La science est claire sur un point : les chamois sont des herbivores qui se nourrissent en effet des fleurs qui se trouvent dans leur environnement. Mais comment un animal pourrait-il être à l'origine d'un tel déséquilibre ? "C'est qu'il a été introduit par l'homme dans les années 1950 pour des parties de chasse, et que, comme il n'a pas de prédateur dans les Vosges, la population s'est démultipliée depuis", estime Michel Simon. C'est sur cette question de la densité de population du chamois qu'il y a un véritable débat.

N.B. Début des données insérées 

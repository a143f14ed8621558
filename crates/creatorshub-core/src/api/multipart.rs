//! Hand-framed `multipart/form-data` bodies for track uploads.
//!
//! Each part is written as
//! `--{boundary}\r\nContent-Disposition: ...\r\n[Content-Type: ...\r\n]\r\n{bytes}\r\n`
//! and the body ends with `--{boundary}--\r\n`.

use rand::{distributions::Alphanumeric, Rng};

/// Length of the random suffix in generated boundaries
const BOUNDARY_RANDOM_LEN: usize = 32;

/// Incremental builder for a multipart body.
#[derive(Debug)]
pub struct MultipartBuilder {
    boundary: String,
    body: Vec<u8>,
}

impl MultipartBuilder {
    /// Start a body with a fresh random boundary
    pub fn new() -> Self {
        Self::with_boundary(generate_boundary())
    }

    pub fn with_boundary(boundary: String) -> Self {
        Self {
            boundary,
            body: Vec::new(),
        }
    }

    pub fn boundary(&self) -> &str {
        &self.boundary
    }

    /// Value for the request's `Content-Type` header
    pub fn content_type(&self) -> String {
        format!("multipart/form-data; boundary={}", self.boundary)
    }

    pub fn text(&mut self, name: &str, value: &str) -> &mut Self {
        self.open_part();
        self.body.extend_from_slice(
            format!("Content-Disposition: form-data; name=\"{}\"\r\n\r\n", name).as_bytes(),
        );
        self.body.extend_from_slice(value.as_bytes());
        self.body.extend_from_slice(b"\r\n");
        self
    }

    pub fn file(&mut self, name: &str, filename: &str, content_type: &str, bytes: &[u8]) -> &mut Self {
        self.open_part();
        self.body.extend_from_slice(
            format!(
                "Content-Disposition: form-data; name=\"{}\"; filename=\"{}\"\r\n",
                name,
                escape_quoted(filename)
            )
            .as_bytes(),
        );
        self.body
            .extend_from_slice(format!("Content-Type: {}\r\n\r\n", content_type).as_bytes());
        self.body.extend_from_slice(bytes);
        self.body.extend_from_slice(b"\r\n");
        self
    }

    /// Write the closing delimiter and return the body bytes
    pub fn finish(mut self) -> Vec<u8> {
        self.body
            .extend_from_slice(format!("--{}--\r\n", self.boundary).as_bytes());
        self.body
    }

    fn open_part(&mut self) {
        self.body
            .extend_from_slice(format!("--{}\r\n", self.boundary).as_bytes());
    }
}

impl Default for MultipartBuilder {
    fn default() -> Self {
        Self::new()
    }
}

/// Generate a per-request boundary token
pub fn generate_boundary() -> String {
    let suffix: String = rand::thread_rng()
        .sample_iter(&Alphanumeric)
        .take(BOUNDARY_RANDOM_LEN)
        .map(char::from)
        .collect();
    format!("Boundary-{}", suffix)
}

/// Quotes and line breaks would break the Content-Disposition header
fn escape_quoted(value: &str) -> String {
    value
        .chars()
        .map(|c| match c {
            '"' | '\r' | '\n' => '_',
            other => other,
        })
        .collect()
}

Les chasseurs, par exemple, estiment qu'il n'est pas juste de parler d'une surpopulation.
La Fédération départementale des chasseurs du Haut-Rhin a d'ailleurs lancé une pétition alertant sur "une diminution alarmante de la grande faune". "Les grands cerfs, mais aussi les chamois, les daims et les chevreuils sont directement menacés", poursuit le document, dénonçant les pressions constantes exercées sur les chasseurs pour augmenter les prélèvements.
Selon Eric Krauser, chef du service départemental de l'Office français de la biodiversité (OFG) du Haut-Rhin, il y a pourtant une augmentation "constante et progressive" des chamois tirés depuis 1970. "On est sur une moyenne de 5,8 chamois tirés en plus tous les ans", ce qui, selon lui, "sous-entend que la population de chamois augmente aussi doucement chaque année".
Des couloirs pour relancer une dynamique ?
Quoi qu'il en soit, et en attendant une régulation plus ou moins importante de la population des chamois - c'est à la préfecture de fixer les quotas tous les ans - Michel Simon fait une suggestion qui n'engage aucune des parties. "On pourrait clôturer deux couloirs, un sur le versant sud, l'autre sur le versant nord du massif, inaccessibles aux brouteurs. Ils feraient par exemple une centaine de mètres de long et 50 de large. C'est une méthode utilisée en Suisse, je crois."
Ainsi, le long de ces deux corridors, les plantes pourraient repousser sans l'intervention des animaux. "Non seulement cela permettrait de se rendre compte de l'impact, ou non, des chamois. Mais en plus ça relancerait ce qu'on appelle une banque de semences, en botanique, et ainsi démarrer un nouveau cycle de repousse."
Selon le parc naturel régional des Ballons des Vosges, sept espèces de fleurs ont déjà disparu depuis les années 1970. Cinquante sont en forte régression.